Hew runs Waitatapia’s timber and cropping operations. Included here is the mainly radiata pine forest covering 300-plus hectares, where the trees are treated as a rotational crop, with some 12 hectares harvested and replanted each year.
A wide variety of vegetables are grown annually, from pumpkin and squash to different kinds of lettuce, cabbages (green, red and savoy), curly leaf kale, cauliflower, broccoli and this season, a new crossbreed that’s proving very popular amongst Kiwi chefs. It is a long-stemmed cauliflower-broccoli hybrid developed in the United Kingdom that Hew has dubbed ‘cauli-lini’ – and he loves it.
Other crops this brother oversees depend on what is in demand each year, with feed and malting barley and maize being the main cereal crops. Small seed crops include buck wheat and quinoa. Garden peas and sweet corn are also grown along with the fodder, sugar beet and oat crops grown for animal feed.
Soil types across the farm are a combination of productive river silts with significant areas of heavy and lighter sands. Hew notes the lighter more sandy soils are an ideal seed growing medium.
Over the years, the brothers have invested significantly, both in terms of time and money, to turn the heavy sands into land that is now highly productive, contouring, levelling, draining, fencing and irrigating this zone. “We have been able to transform this heavy sand area from being marginal to being highly productive pasture,” says Hew.
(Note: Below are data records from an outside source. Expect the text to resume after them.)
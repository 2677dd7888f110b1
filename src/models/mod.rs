//! Data models for Bookshelf

pub mod book;

// Re-export commonly used types
pub use book::{Book, BookInput, BookQuery};
// Request and response models for the admin API

use kai_ledger::settings::{AdminProfile, NotificationSettings, SmtpSettings};
use kai_ledger::stats::{
    ActivityEntry, DailyActivity, DashboardSummary, KeyMetrics, MonthlyRevenue, RouteShare,
};
use kai_ledger::{
    format_idr, AdminSettings, RefundRequest, RequestStatus, StatusCounts, TicketConfirmation,
    Train,
};
use serde::{Deserialize, Serialize};

/// Login form submission
#[derive(Debug, Deserialize)]
pub struct LoginRequest {
    pub email: String,
    pub password: String,
}

#[derive(Debug, Serialize)]
pub struct LoginResponse {
    pub ok: bool,
    pub name: String,
    pub email: String,
    pub message: String,
}

/// Query string of the train monitoring page
#[derive(Debug, Deserialize)]
pub struct TrainsQuery {
    #[serde(default)]
    pub q: String,
    #[serde(default = "default_status_filter")]
    pub status: String,
}

fn default_status_filter() -> String {
    "all".to_string()
}

#[derive(Debug, Serialize)]
pub struct TrainView {
    #[serde(flatten)]
    pub train: Train,
    pub status_label: &'static str,
}

impl From<&Train> for TrainView {
    fn from(train: &Train) -> Self {
        Self {
            train: train.clone(),
            status_label: train.status.label(),
        }
    }
}

#[derive(Debug, Serialize)]
pub struct TrainsResponse {
    pub trains: Vec<TrainView>,
    pub total: usize,
    pub query: String,
    pub status: String,
}

/// Refund row as shown in the refund table
#[derive(Debug, Serialize)]
pub struct RefundView {
    #[serde(flatten)]
    pub refund: RefundRequest,
    pub amount_display: String,
    pub status_label: &'static str,
    pub actionable: bool,
}

impl From<&RefundRequest> for RefundView {
    fn from(refund: &RefundRequest) -> Self {
        Self {
            refund: refund.clone(),
            amount_display: format_idr(refund.amount),
            status_label: refund.status.label(),
            actionable: refund.status.is_actionable(),
        }
    }
}

#[derive(Debug, Serialize)]
pub struct RefundsResponse {
    pub refunds: Vec<RefundView>,
    pub counts: StatusCounts,
}

#[derive(Debug, Serialize)]
pub struct ConfirmationView {
    #[serde(flatten)]
    pub confirmation: TicketConfirmation,
    pub amount_display: String,
    pub status_label: &'static str,
    pub actionable: bool,
}

impl From<&TicketConfirmation> for ConfirmationView {
    fn from(confirmation: &TicketConfirmation) -> Self {
        Self {
            confirmation: confirmation.clone(),
            amount_display: format_idr(confirmation.amount),
            status_label: confirmation.status.label(),
            actionable: confirmation.status.is_actionable(),
        }
    }
}

#[derive(Debug, Serialize)]
pub struct ConfirmationsResponse {
    pub confirmations: Vec<ConfirmationView>,
    pub counts: StatusCounts,
}

/// Acknowledgment for an approve/reject action
#[derive(Debug, Serialize)]
pub struct ActionResponse {
    pub id: String,
    pub status: RequestStatus,
    pub message: String,
}

#[derive(Debug, Serialize)]
pub struct DashboardResponse {
    pub summary: DashboardSummary,
    pub weekly_activity: Vec<DailyActivity>,
    pub recent_activity: Vec<ActivityEntry>,
}

#[derive(Debug, Serialize)]
pub struct StatisticsResponse {
    pub key_metrics: KeyMetrics,
    pub monthly_revenue: Vec<MonthlyRevenue>,
    pub route_distribution: Vec<RouteShare>,
}

/// Settings form submission
#[derive(Debug, Deserialize)]
pub struct SettingsUpdate {
    pub profile: AdminProfile,
    pub notifications: NotificationSettings,
    pub smtp: SmtpSettings,
    /// New admin password; blank or absent keeps the current one
    #[serde(default)]
    pub password: Option<String>,
}

impl SettingsUpdate {
    pub fn into_parts(self) -> (AdminSettings, Option<String>) {
        let settings = AdminSettings {
            profile: self.profile,
            notifications: self.notifications,
            smtp: self.smtp,
        };
        (settings, self.password)
    }
}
He explains that Waitatapia is a Māori phrase that translates as ’plenty of water’ and the Dalrymple property was named due to frequent flooding from the Rangitikei River before stop banks were constructed in the area to protect farmland and residents.
The property’s pivot irrigation system features variable speed rate watering systems, allowing water application rates to be readily altered to meet requirements. “Our irrigation system has lifted the productivity of our business. Grass growth is outstanding and crop yields are always at the top of local averages, including when there’s a dry summer,” he says.
Hew and Roger were early adopters of technology in their drive to be sustainable and environmental farmers. In terms of irrigation, the technology goes below the surface too with buried soil moisture probes ensuring watering takes place only when required, while GPS has been a common feature on Waitatapia machinery for many years, helping to reduce fuel consumption and wasteful overlapping when spraying and cultivating.
Also well entrenched on the property is the use of chicken manure sourced locally and other natural fertilisers, as well as direct drilling and minimum tillage, while individual woodlots – 36 of them – act as shelter belts for stock and help to reduce wind erosion.
Along with waterways, wetland areas have been fenced off and replanted for future generations to enjoy while improving water quality.
With the know-how and the gear, the Dalrymple brothers also offer a range of farming services throughout the lower North Island including crop harvesting, felling trees and land development where they specialise in improving coastal areas to increase production by levelling, draining and preparing properties for irrigation.